Harry Styles - Adore You (Official Video) www.youtube.com
The years have not been kind to a few of the One Directioners, but Styles has all but reinvented himself. He is now cool and collected, like a 2013 Alex Turner or Matty Healy, and as stylish as a millennial Elton John, all combined with the neighborhood quirkiness of the boy next door. "It all just comes down to I'm having more fun, I guess," he recently told Rolling Stone. His personal growth in the last two years has culminated in Fine Line, a joyful and colorful psychedelic pop record that respectfully dips its toes into the pop-sensibilities of its elders, without jeopardizing the youthful swagger of its young host.
As a handsome LGBTQ+ icon, Styles embodies what everyone hopes will happen when you embrace your identity. You'll get all tatted up, develop a colorful fashion sense, and become magnanimous towards your former self. "Step into the light," he begs his listeners as he flails among gorgeous naked bodies in the "Lights Up," music video. "Know who you are."
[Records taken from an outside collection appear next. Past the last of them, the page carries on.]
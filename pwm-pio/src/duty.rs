//! Duty-cycle conversions.
//!
//! The counter period (`cycle_length`) defines the duty resolution: a duty of
//! `t` ticks keeps the output active for `t / cycle_length` of each period,
//! with `0` fully inactive and `cycle_length` fully active. The functions
//! here map the three user-facing duty forms onto that tick range, rounding
//! to nearest.

/// The duty request does not fit the configured period.
///
/// Raised for fractions outside `[0.0, 1.0]` (including NaN) and for pulse
/// widths longer than the actual output period. Out-of-range requests are
/// rejected rather than clamped.
#[derive(Debug, Clone, Copy, PartialEq, Eq)]
#[cfg_attr(feature = "defmt", derive(defmt::Format))]
pub struct InvalidDuty;

/// Convert a duty fraction to ticks: `round(fraction * cycle_length)`.
pub fn ticks_from_fraction(fraction: f32, cycle_length: u32) -> Result<u32, InvalidDuty> {
    if !(0.0..=1.0).contains(&fraction) {
        return Err(InvalidDuty);
    }
    let ticks = (fraction * cycle_length as f32 + 0.5) as u32;
    Ok(ticks.min(cycle_length))
}

/// Convert a 16-bit duty value to ticks: `round(value * cycle_length / 65535)`.
///
/// The endpoints map exactly: `0` is fully inactive, `65535` fully active,
/// for every cycle length.
pub fn ticks_from_u16(value: u16, cycle_length: u32) -> u32 {
    const SCALE: u64 = u16::MAX as u64;
    ((u64::from(value) * u64::from(cycle_length) + SCALE / 2) / SCALE) as u32
}

/// Convert an active-time in nanoseconds to ticks, given the actual period.
pub fn ticks_from_nanos(
    nanos: u64,
    period_nanos: u64,
    cycle_length: u32,
) -> Result<u32, InvalidDuty> {
    if period_nanos == 0 || nanos > period_nanos {
        return Err(InvalidDuty);
    }
    let ticks = (u128::from(nanos) * u128::from(cycle_length) + u128::from(period_nanos) / 2)
        / u128::from(period_nanos);
    Ok((ticks as u32).min(cycle_length))
}

#[cfg(test)]
mod tests {
    use super::*;

    #[test]
    fn fraction_endpoints_are_exact() {
        for cycle_length in [1, 1000, 65535, 65536] {
            assert_eq!(ticks_from_fraction(0.0, cycle_length), Ok(0));
            assert_eq!(ticks_from_fraction(1.0, cycle_length), Ok(cycle_length));
        }
    }

    #[test]
    fn fraction_round_trips_within_one_tick() {
        for cycle_length in [1000u32, 4096, 65536] {
            for ticks in [0u32, 1, 7, 333, cycle_length / 2, cycle_length - 1, cycle_length] {
                let fraction = ticks as f32 / cycle_length as f32;
                let back = ticks_from_fraction(fraction, cycle_length).unwrap();
                assert!(
                    (i64::from(back) - i64::from(ticks)).abs() <= 1,
                    "{ticks}/{cycle_length} came back as {back}"
                );
            }
        }
    }

    #[test]
    fn out_of_range_fractions_are_rejected() {
        assert_eq!(ticks_from_fraction(-0.01, 65536), Err(InvalidDuty));
        assert_eq!(ticks_from_fraction(1.01, 65536), Err(InvalidDuty));
        assert_eq!(ticks_from_fraction(f32::NAN, 65536), Err(InvalidDuty));
        assert_eq!(ticks_from_fraction(f32::INFINITY, 65536), Err(InvalidDuty));
    }

    #[test]
    fn u16_endpoints_are_exact() {
        for cycle_length in [1, 3, 1000, 65535, 65536] {
            assert_eq!(ticks_from_u16(0, cycle_length), 0);
            assert_eq!(ticks_from_u16(u16::MAX, cycle_length), cycle_length);
        }
    }

    #[test]
    fn u16_scaling_matches_the_counter_range() {
        // At the default cycle length the value passes through near-verbatim.
        assert_eq!(ticks_from_u16(6500, 65536), 6500);
        assert_eq!(ticks_from_u16(32768, 65536), 32768);
        // Half scale at a reduced resolution.
        assert_eq!(ticks_from_u16(32768, 1000), 500);
    }

    #[test]
    fn nanos_convert_against_the_actual_period() {
        assert_eq!(ticks_from_nanos(0, 1_000_000, 1000), Ok(0));
        assert_eq!(ticks_from_nanos(500_000, 1_000_000, 1000), Ok(500));
        assert_eq!(ticks_from_nanos(1_000_000, 1_000_000, 1000), Ok(1000));
        // Rounds to nearest tick.
        assert_eq!(ticks_from_nanos(1_500, 1_000_000, 1000), Ok(2));
        assert_eq!(ticks_from_nanos(1_400, 1_000_000, 1000), Ok(1));
    }

    #[test]
    fn overlong_pulses_are_rejected() {
        assert_eq!(ticks_from_nanos(1_000_001, 1_000_000, 1000), Err(InvalidDuty));
        assert_eq!(ticks_from_nanos(1, 0, 1000), Err(InvalidDuty));
    }
}
//! Register-level access to the PIO block and its state machines.
//!
//! [`PulsePio`] owns one of the two PIO blocks, keeps track of instruction
//! memory and installs the pulse program; [`StateMachine`] wraps the
//! per-state-machine registers a channel needs. Neither knows anything about
//! duty cycles or frequencies; that lives in [`crate::channel`].

use core::marker::PhantomData;
use core::ops::Deref;
use core::ptr::write_volatile;

use pio::SideSet;

use crate::divider::ClockDivider;
use crate::pac;
use crate::program;
use crate::resets::SubsystemReset;

const PIO_INSTRUCTION_COUNT: usize = 32;

/// PIO block instances able to run the pulse program.
pub trait PIOExt: Deref<Target = pac::pio0::RegisterBlock> + SubsystemReset + Sized {
    /// Pin function routing this block to the pads.
    const FUNCSEL: pac::io_bank0::gpio::gpio_ctrl::FUNCSEL_A;
}

impl PIOExt for pac::PIO0 {
    const FUNCSEL: pac::io_bank0::gpio::gpio_ctrl::FUNCSEL_A =
        pac::io_bank0::gpio::gpio_ctrl::FUNCSEL_A::PIO0;
}

impl PIOExt for pac::PIO1 {
    const FUNCSEL: pac::io_bank0::gpio::gpio_ctrl::FUNCSEL_A =
        pac::io_bank0::gpio::gpio_ctrl::FUNCSEL_A::PIO1;
}

/// Install location of one pulse-program polarity.
#[derive(Debug, Clone, Copy)]
pub(crate) struct LoadedProgram {
    pub(crate) offset: u8,
    pub(crate) wrap_source: u8,
    pub(crate) wrap_target: u8,
    pub(crate) sideset_count: u8,
}

/// One PIO block, reset and owned by this driver.
pub struct PulsePio<P: PIOExt> {
    pio: P,
    used_instruction_space: u32, // bit for each instruction slot
    loaded: [Option<LoadedProgram>; 2],
}

impl<P: PIOExt> core::fmt::Debug for PulsePio<P> {
    fn fmt(&self, f: &mut core::fmt::Formatter) -> core::fmt::Result {
        f.debug_struct("PulsePio")
            .field("used_instruction_space", &self.used_instruction_space)
            .field("pio", &"PIO { .. }")
            .finish()
    }
}

impl<P: PIOExt> PulsePio<P> {
    /// Bring the block out of reset and take ownership of it.
    pub fn new(pio: P, resets: &mut pac::RESETS) -> Self {
        pio.reset_bring_up(resets);
        PulsePio {
            pio,
            used_instruction_space: 0,
            loaded: [None; 2],
        }
    }

    /// Put the block back into reset and release it.
    ///
    /// All channels built on this block must have been deinitialized; the
    /// reset stops anything still running.
    pub fn free(self, resets: &mut pac::RESETS) -> P {
        self.pio.reset_bring_down(resets);
        self.pio
    }

    /// Install the pulse program with the given polarity, or reuse an
    /// earlier install. Channels of the same polarity share one copy.
    pub(crate) fn install(&mut self, invert: bool) -> LoadedProgram {
        if let Some(loaded) = self.loaded[invert as usize] {
            return loaded;
        }

        let program = program::pulse_program(invert);
        let offset = find_free_offset(self.used_instruction_space, program.code.len())
            .expect("both pulse program polarities fit the instruction memory");
        for (i, &raw) in program.code.iter().enumerate() {
            let instr = relocate(raw, offset, program.side_set);
            self.pio
                .instr_mem(usize::from(offset) + i)
                .write(|w| unsafe { w.bits(u32::from(instr)) });
        }
        self.used_instruction_space |= ((1 << program.code.len()) - 1) << offset;

        let loaded = LoadedProgram {
            offset,
            wrap_source: offset + program.wrap.source,
            wrap_target: offset + program.wrap.target,
            sideset_count: program.side_set.bits(),
        };
        self.loaded[invert as usize] = Some(loaded);
        loaded
    }

    pub(crate) fn state_machine(&self, index: u8) -> StateMachine<P> {
        StateMachine {
            block: self.pio.deref(),
            index,
            _phantom: PhantomData,
        }
    }
}

/// Find the highest offset where `len` instructions fit.
fn find_free_offset(used_instruction_space: u32, len: usize) -> Option<u8> {
    if len > PIO_INSTRUCTION_COUNT {
        return None;
    }
    let mask = ((1u64 << len) - 1) as u32;
    (0..=PIO_INSTRUCTION_COUNT - len)
        .rev()
        .find(|&offset| used_instruction_space & (mask << offset) == 0)
        .map(|offset| offset as u8)
}

/// Re-encode one instruction for its install offset.
///
/// Only `JMP` carries an absolute address; everything else passes through
/// unchanged.
fn relocate(raw: u16, offset: u8, side_set: SideSet) -> u16 {
    // The instruction comes out of this crate's own assembler, so decoding
    // cannot fail.
    let mut instr = pio::Instruction::decode(raw, side_set).unwrap();
    if let pio::InstructionOperands::JMP { condition, address } = instr.operands {
        let address = address + offset;
        assert!(
            usize::from(address) < PIO_INSTRUCTION_COUNT,
            "relocated JMP points outside the instruction memory"
        );
        instr.operands = pio::InstructionOperands::JMP { condition, address };
    }
    instr.encode(side_set)
}

/// Registers of a single state machine.
///
/// Holds raw pointers into the register block so that channels do not borrow
/// the [`PulsePio`].
pub(crate) struct StateMachine<P: PIOExt> {
    block: *const pac::pio0::RegisterBlock,
    index: u8,
    _phantom: PhantomData<P>,
}

impl<P: PIOExt> StateMachine<P> {
    fn block(&self) -> &pac::pio0::RegisterBlock {
        // Safety: the block stays mapped for the lifetime of the chip, and
        // every register touched below is either per-state-machine or
        // accessed through its atomic set/clear aliases.
        unsafe { &*self.block }
    }

    fn sm(&self) -> &pac::pio0::SM {
        self.block().sm(usize::from(self.index))
    }

    /// Start and stop the state machine.
    pub(crate) fn set_enabled(&mut self, enabled: bool) {
        // Bits 3:0 are SM_ENABLE.
        let mask = 1 << self.index;
        if enabled {
            self.set_ctrl_bits(mask);
        } else {
            self.clear_ctrl_bits(mask);
        }
    }

    /// Clear transient execution state.
    pub(crate) fn restart(&mut self) {
        // Bits 7:4 are SM_RESTART.
        self.set_ctrl_bits(1 << (self.index + 4));
    }

    /// Restart the fractional clock divider from a clean phase.
    pub(crate) fn restart_clock(&mut self) {
        // Bits 11:8 are CLKDIV_RESTART.
        self.set_ctrl_bits(1 << (self.index + 8));
    }

    fn set_ctrl_bits(&mut self, bits: u32) {
        const ATOMIC_SET_OFFSET: usize = 0x2000;
        // Safety: the atomic alias of the shared CTRL register.
        unsafe {
            write_volatile(
                self.block().ctrl().as_ptr().add(ATOMIC_SET_OFFSET / 4),
                bits,
            );
        }
    }

    fn clear_ctrl_bits(&mut self, bits: u32) {
        const ATOMIC_CLEAR_OFFSET: usize = 0x3000;
        // Safety: the atomic alias of the shared CTRL register.
        unsafe {
            write_volatile(
                self.block().ctrl().as_ptr().add(ATOMIC_CLEAR_OFFSET / 4),
                bits,
            );
        }
    }

    pub(crate) fn set_clock_divider(&mut self, divider: ClockDivider) {
        self.sm().sm_clkdiv().write(|w| {
            unsafe {
                w.int().bits(divider.int());
                w.frac().bits(divider.frac());
            }
            w
        });
    }

    /// Immediately execute one instruction, regardless of whether the state
    /// machine is enabled.
    pub(crate) fn exec_instruction(&mut self, instruction: u16) {
        self.sm()
            .sm_instr()
            .write(|w| unsafe { w.bits(u32::from(instruction)) });
    }

    /// Write an element to the TX FIFO.
    ///
    /// Returns `false` without writing when the FIFO is full.
    pub(crate) fn write_tx(&mut self, value: u32) -> bool {
        // Safety: FSTAT is read-only for software.
        let is_full = self.block().fstat().read().txfull().bits() & (1 << self.index) != 0;
        if is_full {
            return false;
        }

        // Safety: the FIFO register is unique to this state machine.
        self.block()
            .txf(usize::from(self.index))
            .write(|w| unsafe { w.bits(value) });
        true
    }

    /// Discard everything queued in both FIFOs.
    pub(crate) fn clear_fifos(&mut self) {
        // Toggling FJOIN_RX empties the FIFOs as a side effect.
        self.sm().sm_shiftctrl().modify(|_, w| w.fjoin_rx().set_bit());
        self.sm()
            .sm_shiftctrl()
            .modify(|_, w| w.fjoin_rx().clear_bit());
    }

    /// Point execution control and pin mapping at the installed pulse
    /// program and its output pin.
    pub(crate) fn configure_pulse_output(&mut self, pin: u8, loaded: LoadedProgram) {
        self.sm().sm_execctrl().write(|w| {
            // The program uses optional side-set.
            w.side_en().bit(true);
            unsafe {
                w.wrap_top().bits(loaded.wrap_source);
                w.wrap_bottom().bits(loaded.wrap_target);
            }
            w
        });
        self.sm().sm_pinctrl().write(|w| {
            unsafe {
                w.sideset_count().bits(loaded.sideset_count);
                w.sideset_base().bits(pin);
                // SET drives the same single pin: pin direction at start-up
                // and the parked level on deinit.
                w.set_count().bits(1);
                w.set_base().bits(pin);
            }
            w
        });
    }
}

#[cfg(test)]
mod tests {
    use super::*;

    #[test]
    fn offsets_are_allocated_from_the_top() {
        assert_eq!(find_free_offset(0, 6), Some(26));

        let after_first = 0b0011_1111 << 26;
        assert_eq!(find_free_offset(after_first, 6), Some(20));
    }

    #[test]
    fn full_memory_has_no_offset() {
        assert_eq!(find_free_offset(u32::MAX, 6), None);
        assert_eq!(find_free_offset(0, 33), None);
    }

    #[test]
    fn relocation_shifts_jmp_targets_only() {
        let program = program::pulse_program(false);
        let offset = 8;

        let relocated: std::vec::Vec<u16> = program
            .code
            .iter()
            .map(|&raw| relocate(raw, offset, program.side_set))
            .collect();

        // The non-JMP instructions are untouched.
        for index in [0usize, 1, 2, 4] {
            assert_eq!(relocated[index], program.code[index]);
        }
        // The two JMPs now point at their shifted targets.
        let jmp_not_equal = pio::Instruction::decode(relocated[3], program.side_set).unwrap();
        assert!(matches!(
            jmp_not_equal.operands,
            pio::InstructionOperands::JMP {
                condition: pio::JmpCondition::XNotEqualY,
                address: 13,
            }
        ));
        let jmp_dec = pio::Instruction::decode(relocated[5], program.side_set).unwrap();
        assert!(matches!(
            jmp_dec.operands,
            pio::InstructionOperands::JMP {
                condition: pio::JmpCondition::YDecNonZero,
                address: 11,
            }
        ));
    }
}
Fine Line is not the genre-redefining outing critics anticipated, but it is, as Styles said, incredibly fun. Its inspirations are portrayed quite literally, which certain critics take issue with. "She" is an obvious ode to Prince and Pink Floyd, with its soulful crooning and crisp rock edges; and the gentle folk pining of "Canyon Moon" is reminiscent of a young Joni Mitchell. It's all palpable and easily digestible. Fine Line isn't a creative reinvention of the wheel; songs like "To Be Lonely" and "Treat People With Kindness" feel stagnant and falter when compared to the shapeshifting tracks of "Golden" or "Sunflower, Vol. 6"; but it's all part of the process. Styles is 25 and spent his childhood as a teenage heartthrob whose identity was staked in album sales and how cute he was. As many 25-year-olds before him, Styles has learned to gravitate towards authenticity and is seen on Fine Line openly examining a wide range of styles and sounds, waiting to see which shoe fits.
On "Lights Up" and "Adore You," the shoe fits perfectly, but critics were quick to point out the fumbles. "Styles is here, buried underneath the fame and the fear," wrote Pitchfork. "I hear his sweetness, his charm...but mostly I hear a guy who's still afraid he'll never make a David Bowie record." Styles is still a 25-year-old, an amateur at living life. Is he not allowed to experiment with different directions amidst his new-found independence? Or have the short attention spans of the general public–and excessive demand for quality content–perforated the very real and grueling artistic process that is required to generate said content? Styles' sophomore album is not his magnum opus, but why are we saying it has to be? Is that his problem, or ours?